Mers commission three types of Paliyas to venerate their ancestors. The first type is for surāpurā (lit. perfect brave, referring to warriors); the second for surdhan for ancestors who have died an unnatural death and finally for satis. They are venerated with sindoor by Mer descendants on Diwali. One occasion on which Paliyas are venerated, is weddings, where permission for marriage is taken from ancestors. In addition consent is also taken from Vachharadada.

=== Festivals and pilgrimages ===
Melas are fairs organised on religious occasions but also have secular aspects. The largest fair of the Mer region is the Madhavpur Mela. The Mer community annually celebrates 'Rukmini no Choro', at the beautiful Madhavrai Temple. It is believed that Krishna married Rukmini in Madhavpur. Mers also attend regional fairs such as the Maha Shivratri Mela in Bhavnath, Junagadh and the mela at the Bileshwar Mahadev Temple in the Barda Hills. On Bhim Agyaras other fairs are organised in Odadar and Visavada in the highland and Balej in the low-land. Momai Mata is venerated by Mers and Rabaris and the favour of the goddess is sought for the protection of cattle and for a good monsoon. Mers go on pilgrimage to Dwarka. Another common pilgrimage is to Mount Girnar.

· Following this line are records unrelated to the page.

//! HTTP transaction records → request counters and response timings.

use super::{workload_labels, Transform};
use crate::core::{ExporterError, Result};
use crate::events::{EventPayload, HttpStartStop, PeerType, WorkloadEvent};
use crate::metrics::{label, Metric};
use std::time::Duration;

/// Emits a `requests` counter and a `responseTime` timing per client-side
/// record, both labelled with the status range. Server-side records are
/// ignored so each request is only counted once.
#[derive(Debug, Default, Clone, Copy)]
pub struct HttpStartStopTransform;

impl Transform for HttpStartStopTransform {
    fn transform(&self, event: &WorkloadEvent) -> Result<Vec<Metric>> {
        let EventPayload::HttpStartStop(record) = &event.envelope.payload else {
            return Err(ExporterError::transform(format!(
                "expected http_start_stop, got {}",
                event.kind()
            )));
        };

        if record.peer_type != PeerType::Client {
            return Ok(Vec::new());
        }

        let elapsed = elapsed(record).ok_or_else(|| {
            ExporterError::transform(format!(
                "http record for {} stops before it starts ({} < {})",
                event.workload.guid, record.stop_timestamp, record.start_timestamp
            ))
        })?;

        let labels = workload_labels(&event.workload, record.instance_index);
        let range = status_range(record.status_code);

        Ok(vec![
            Metric::counter("requests", 1)
                .with_labels(&labels)
                .with_label(label::STATUS_RANGE, range),
            Metric::timing("responseTime", elapsed)
                .with_labels(&labels)
                .with_label(label::STATUS_RANGE, range),
        ])
    }
}

fn elapsed(record: &HttpStartStop) -> Option<Duration> {
    let nanos = record.stop_timestamp.checked_sub(record.start_timestamp)?;
    u64::try_from(nanos).ok().map(Duration::from_nanos)
}

/// `1xx` … `5xx`, or `other` for anything outside 100..600.
pub fn status_range(status_code: u16) -> &'static str {
    match status_code {
        100..=199 => "1xx",
        200..=299 => "2xx",
        300..=399 => "3xx",
        400..=499 => "4xx",
        500..=599 => "5xx",
        _ => "other",
    }
}

#[cfg(test)]
mod tests {
    use super::*;
    use crate::metrics::MetricValue;
    use crate::transform::test_support::event;

    fn record(peer_type: PeerType, status_code: u16) -> HttpStartStop {
        HttpStartStop {
            instance_index: 1,
            peer_type,
            status_code,
            start_timestamp: 1_000_000_000,
            stop_timestamp: 1_250_000_000,
        }
    }

    #[test]
    fn test_client_record_emits_count_and_timing() {
        let metrics = HttpStartStopTransform
            .transform(&event(EventPayload::HttpStartStop(record(PeerType::Client, 204))))
            .unwrap();

        assert_eq!(metrics.len(), 2);
        assert_eq!(metrics[0].name(), "requests");
        assert_eq!(metrics[0].value(), MetricValue::Counter(1));
        assert_eq!(metrics[0].label(label::STATUS_RANGE), Some("2xx"));
        assert_eq!(metrics[0].label(label::INSTANCE), Some("1"));
        assert_eq!(metrics[1].name(), "responseTime");
        assert_eq!(metrics[1].value(), MetricValue::Timing(Duration::from_millis(250)));
    }

    #[test]
    fn test_server_record_is_ignored() {
        let metrics = HttpStartStopTransform
            .transform(&event(EventPayload::HttpStartStop(record(PeerType::Server, 200))))
            .unwrap();
        assert!(metrics.is_empty());
    }

    #[test]
    fn test_negative_duration_is_an_error() {
        let mut record = record(PeerType::Client, 200);
        record.stop_timestamp = 0;
        let result = HttpStartStopTransform.transform(&event(EventPayload::HttpStartStop(record)));
        assert!(result.is_err());
    }

    #[test]
    fn test_status_ranges() {
        assert_eq!(status_range(99), "other");
        assert_eq!(status_range(101), "1xx");
        assert_eq!(status_range(302), "3xx");
        assert_eq!(status_range(404), "4xx");
        assert_eq!(status_range(503), "5xx");
        assert_eq!(status_range(600), "other");
    }
}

Celebrations of Holi begin after the lighting of the Rabari Holi at Kanmera Nes in the Barda Hills is spotted in the plains villages. The Rabaris act as an intermediary to sacred powers by inviting the spirits of Puranic and Vedic figures to their Holi.

==Population estimates==
In the 1881 Gazette of the Bombay Presidency, the Mers were recorded numbering at 23,850. The 1951 Indian Census recorded 50,000 Mers. As of 1980 there were estimated to be around 250,000 Mers.

==Diaspora==
Mers started migrating to the British colonies in East Africa during early parts of 20th century. The businessman, Nanji Kalidas Mehta was instrumental in helping them to migrate to Africa. Many of the early migrants were from the highlands villages. Following the expulsion of Asians from Uganda many Mers settled in Britain and other Western countries.